- Luís Serrano Mira, de Estremoz, adotou a agricultura regenerativa após perceber o desequilíbrio do solo causado por agroquímicos.
- Na Herdade das Servas, em Estremoz, os agroquímicos nunca entraram.
- Vindo de uma família alentejana ligada à viticultura desde 1667, fundou a projeto Herdade das Servas em 1998 e, em 2020, passou a viticultura biológica e, depois, regenerativa.
- Pelo terceiro ano, organizou o Regenerative Wine Fest na herdade, reunindo 15 produtores nacionais com palestras, provas de vinho e experiências gastronómicas.
- A Evasões entrevistou o produtor para perceber a importância desta forma de cultivar a terra.
Luís Serrano Mira é um defensor da agricultura regenerativa que começou a explorar este modelo de cultivo ao reparar o solo afetado pelo uso excessivo de agroquímicos. Na Herdade das Servas, estes químicos nunca entraram.
Oriundo de uma família alentejana ligada à viticultura desde 1667, Serrano Mira fundou a Herdade das Servas em Estremoz em 1998. Em 2020 passou a trabalhar com viticultura biológica e, depois, regenerativa.
Pelo terceiro ano, organizou o Regenerative Wine Fest na herdade, reunindo 15 produtores nacionais.
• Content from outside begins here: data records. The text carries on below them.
use serde::Deserialize;
use std::path::{Path, PathBuf};

use crate::cli::Cli;
use crate::engine::EngineParams;
use crate::error::ConfigError;

/// Config file contents. Every field is optional in the file.
#[derive(Debug, Default, Deserialize)]
pub struct Config {
    #[serde(default)]
    pub audio: AudioConfig,
    #[serde(default)]
    pub output: OutputConfig,
    #[serde(default)]
    pub engine: EngineConfig,
}

#[derive(Debug, Deserialize)]
pub struct AudioConfig {
    #[serde(default = "default_sample_rate")]
    pub sample_rate: u32,
    #[serde(default = "default_channels")]
    pub channels: u16,
    #[serde(default = "default_block_size")]
    pub block_size: usize,
}

#[derive(Debug, Deserialize)]
pub struct OutputConfig {
    #[serde(default = "default_bars")]
    pub bars: usize,
    #[serde(default = "default_frame_rate")]
    pub frame_rate: f64,
    #[serde(default)]
    pub stereo: bool,
    #[serde(default)]
    pub print_cut_offs: bool,
    #[serde(default = "default_height")]
    pub height: f64,
}

#[derive(Debug, Deserialize)]
pub struct EngineConfig {
    #[serde(default = "default_noise_reduction")]
    pub noise_reduction: f64,
    #[serde(default)]
    pub autosens: u32,
    #[serde(default = "default_low_cut_off")]
    pub low_cut_off: u32,
    #[serde(default = "default_high_cut_off")]
    pub high_cut_off: u32,
}

impl Default for AudioConfig {
    fn default() -> Self {
        Self {
            sample_rate: default_sample_rate(),
            channels: default_channels(),
            block_size: default_block_size(),
        }
    }
}

impl Default for OutputConfig {
    fn default() -> Self {
        Self {
            bars: default_bars(),
            frame_rate: default_frame_rate(),
            stereo: false,
            print_cut_offs: false,
            height: default_height(),
        }
    }
}

impl Default for EngineConfig {
    fn default() -> Self {
        Self {
            noise_reduction: default_noise_reduction(),
            autosens: 0,
            low_cut_off: default_low_cut_off(),
            high_cut_off: default_high_cut_off(),
        }
    }
}

fn default_sample_rate() -> u32 { 44100 }
fn default_channels() -> u16 { 2 }
fn default_block_size() -> usize { 512 }
fn default_bars() -> usize { 10 }
fn default_frame_rate() -> f64 { 25.0 }
fn default_height() -> f64 { 100.0 }
fn default_noise_reduction() -> f64 { 0.77 }
fn default_low_cut_off() -> u32 { 50 }
fn default_high_cut_off() -> u32 { 10000 }

pub fn load_config(path: &Path) -> Result<Config, ConfigError> {
    let content = std::fs::read_to_string(path).map_err(|source| ConfigError::Read {
        path: path.to_path_buf(),
        source,
    })?;
    toml::from_str(&content).map_err(|source| ConfigError::Parse {
        path: path.to_path_buf(),
        source,
    })
}

/// `pcmbars.toml` in the working directory, then the XDG-style and platform
/// config directories.
pub fn find_config() -> Option<PathBuf> {
    let local = PathBuf::from("pcmbars.toml");
    if local.exists() {
        return Some(local);
    }
    if let Some(home) = dirs::home_dir() {
        let xdg = home.join(".config").join("pcmbars").join("config.toml");
        if xdg.exists() {
            return Some(xdg);
        }
    }
    if let Some(config_dir) = dirs::config_dir() {
        let platform = config_dir.join("pcmbars").join("config.toml");
        if platform.exists() {
            return Some(platform);
        }
    }
    None
}

/// Validated settings for one run.
#[derive(Debug, Clone, PartialEq)]
pub struct RunConfig {
    pub sample_rate: u32,
    pub channels: u16,
    /// Samples per channel per engine execution.
    pub block_size: usize,
    pub frame_rate: f64,
    /// Bars per channel.
    pub bars: usize,
    pub stereo_output: bool,
    pub print_cut_offs: bool,
    pub height: f64,
    pub noise_reduction: f64,
    pub autosens: u32,
    pub low_cut_off: u32,
    pub high_cut_off: u32,
}

impl RunConfig {
    /// Command-line values win over the config file.
    pub fn resolve(cli: &Cli, file: Config) -> Result<Self, ConfigError> {
        let config = Self {
            sample_rate: cli.sample_rate.unwrap_or(file.audio.sample_rate),
            channels: cli.channels.unwrap_or(file.audio.channels),
            block_size: cli.block_size.unwrap_or(file.audio.block_size),
            frame_rate: cli.frame_rate.unwrap_or(file.output.frame_rate),
            bars: cli.bars.unwrap_or(file.output.bars),
            stereo_output: cli.stereo || file.output.stereo,
            print_cut_offs: cli.print_cut_offs || file.output.print_cut_offs,
            height: cli.height.unwrap_or(file.output.height),
            noise_reduction: cli.noise_reduction.unwrap_or(file.engine.noise_reduction),
            autosens: cli.autosens.unwrap_or(file.engine.autosens),
            low_cut_off: cli.low_cut_off.unwrap_or(file.engine.low_cut_off),
            high_cut_off: cli.high_cut_off.unwrap_or(file.engine.high_cut_off),
        };
        config.validate()?;
        Ok(config)
    }

    pub fn validate(&self) -> Result<(), ConfigError> {
        if !(2..=200).contains(&self.bars) {
            return Err(ConfigError::invalid("--bars", "select between 2 and 200 bars"));
        }
        if self.sample_rate == 0 {
            return Err(ConfigError::invalid("--rate", "sample rate must be positive"));
        }
        if !(1..=2).contains(&self.channels) {
            return Err(ConfigError::invalid("--channels", "channel count must be 1 or 2"));
        }
        if self.block_size == 0 {
            return Err(ConfigError::invalid("--block-size", "block size must be positive"));
        }
        if !self.frame_rate.is_finite() || self.frame_rate < 1.0 {
            return Err(ConfigError::invalid("--framerate", "framerate must be at least 1"));
        }
        if self.frame_rate > f64::from(self.sample_rate) {
            return Err(ConfigError::invalid(
                "--framerate",
                "framerate cannot exceed the sample rate",
            ));
        }
        if self.stereo_output && self.channels != 2 {
            return Err(ConfigError::invalid("--stereo", "stereo output needs 2 input channels"));
        }
        if !(0.0..1.0).contains(&self.noise_reduction) {
            return Err(ConfigError::invalid(
                "--noise-reduction",
                "noise reduction must be in the range 0 to 1 (exclusive)",
            ));
        }
        if !self.height.is_finite() || self.height <= 0.0 {
            return Err(ConfigError::invalid("--height", "height must be a positive number"));
        }
        if self.low_cut_off == 0 || self.low_cut_off >= self.high_cut_off {
            return Err(ConfigError::invalid(
                "--low-cutoff",
                "low cut-off must be positive and below the high cut-off",
            ));
        }
        if self.high_cut_off > self.sample_rate / 2 {
            return Err(ConfigError::invalid(
                "--high-cutoff",
                format!("high cut-off must not exceed half the sample rate ({} Hz)", self.sample_rate / 2),
            ));
        }
        Ok(())
    }

    pub fn channels_out(&self) -> usize {
        if self.stereo_output { 2 } else { 1 }
    }

    /// Engine block in raw samples, all channels.
    pub fn block_len(&self) -> usize {
        self.block_size * usize::from(self.channels)
    }

    pub fn engine_params(&self) -> EngineParams {
        EngineParams {
            bars: self.bars,
            sample_rate: self.sample_rate,
            channels: self.channels,
            autosens: self.autosens,
            noise_reduction: self.noise_reduction,
            low_cut_off: self.low_cut_off,
            high_cut_off: self.high_cut_off,
        }
    }
}

impl Default for RunConfig {
    fn default() -> Self {
        let file = Config::default();
        Self {
            sample_rate: file.audio.sample_rate,
            channels: file.audio.channels,
            block_size: file.audio.block_size,
            frame_rate: file.output.frame_rate,
            bars: file.output.bars,
            stereo_output: file.output.stereo,
            print_cut_offs: file.output.print_cut_offs,
            height: file.output.height,
            noise_reduction: file.engine.noise_reduction,
            autosens: file.engine.autosens,
            low_cut_off: file.engine.low_cut_off,
            high_cut_off: file.engine.high_cut_off,
        }
    }
}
O programa incluiu palestras, conversas de campo, provas de vinho e experiências gastronómicas.
Regenerative Wine Fest
A iniciativa tem como objetivo promover práticas de cultivo que repõem o solo e reduzam impactos ambientais. O evento reúne produtores de várias regiões, facilitando a troca de conhecimentos entre os participantes.
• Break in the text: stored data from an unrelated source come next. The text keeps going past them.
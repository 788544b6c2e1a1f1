use clap::Parser;
use std::path::PathBuf;

/// Options left unset fall back to the config file, then to built-in
/// defaults.
#[derive(Parser, Debug)]
#[command(
    name = "pcmbars",
    about = "Convert raw pcm_s16le audio into frequency bar values, one line per frame"
)]
pub struct Cli {
    /// Input PCM file, "-" reads standard input
    #[arg(default_value = "-")]
    pub input: PathBuf,

    /// Output file, "-" writes standard output
    #[arg(short, long, default_value = "-")]
    pub output: PathBuf,

    /// Bars per channel (2-200) [default: 10]
    #[arg(short, long)]
    pub bars: Option<usize>,

    /// Output frames per second [default: 25]
    #[arg(short = 'f', long = "framerate")]
    pub frame_rate: Option<f64>,

    /// Stereo output: the right channel bars followed by the left channel bars
    #[arg(short = 'S', long)]
    pub stereo: bool,

    /// Smoothing between 0 (fast, noisy) and 1 (slow, smooth) [default: 0.77]
    #[arg(short = 'n', long)]
    pub noise_reduction: Option<f64>,

    /// Automatic sensitivity, 0 disables it [default: 0]
    #[arg(short, long)]
    pub autosens: Option<u32>,

    /// Lowest frequency shown, in Hz [default: 50]
    #[arg(long = "low-cutoff")]
    pub low_cut_off: Option<u32>,

    /// Highest frequency shown, in Hz [default: 10000]
    #[arg(long = "high-cutoff")]
    pub high_cut_off: Option<u32>,

    /// Input sample rate in Hz [default: 44100]
    #[arg(short = 'r', long = "rate")]
    pub sample_rate: Option<u32>,

    /// Input channel count, 1 or 2 [default: 2]
    #[arg(short, long)]
    pub channels: Option<u16>,

    /// Samples per channel handed to the engine per execution [default: 512]
    #[arg(long)]
    pub block_size: Option<usize>,

    /// Scale applied to engine output before printing [default: 100]
    #[arg(long)]
    pub height: Option<f64>,

    /// Print the cut-off frequency of every bar as the first line
    #[arg(short = 'F', long = "print-freqs")]
    pub print_cut_offs: bool,

    /// Config file (TOML). Defaults to ./pcmbars.toml or the user config dir
    #[arg(long)]
    pub config: Option<PathBuf>,
}

#[cfg(test)]
mod tests {
    use super::*;
    use clap::CommandFactory;

    #[test]
    fn test_command_is_well_formed() {
        Cli::command().debug_assert();
    }

    #[test]
    fn test_parses_short_options() {
        let cli = Cli::try_parse_from([
            "pcmbars", "-b", "20", "-f", "30", "-S", "-a", "1", "-F", "-o", "bars.txt", "in.raw",
        ])
        .unwrap();

        assert_eq!(cli.bars, Some(20));
        assert_eq!(cli.frame_rate, Some(30.0));
        assert!(cli.stereo);
        assert_eq!(cli.autosens, Some(1));
        assert!(cli.print_cut_offs);
        assert_eq!(cli.output, PathBuf::from("bars.txt"));
        assert_eq!(cli.input, PathBuf::from("in.raw"));
        assert_eq!(cli.sample_rate, None);
    }

    #[test]
    fn test_defaults_to_standard_streams() {
        let cli = Cli::try_parse_from(["pcmbars"]).unwrap();
        assert_eq!(cli.input, PathBuf::from("-"));
        assert_eq!(cli.output, PathBuf::from("-"));
        assert!(!cli.stereo);
    }
}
A edição deste ano contou com sessões técnicas sobre solo, compostagem e biodiversidade, além de provas orientadas e momentos de demonstração prática no campo. A organização destaca o interesse crescente pelo modelo regenerativo.
A Evasões descreve que, para Serrano Mira, a qualidade das uvas está diretamente ligada à saúde do solo. O produtor afirma que uvas mais saudáveis resultam em vinhos de melhor expressão e sustentabilidade.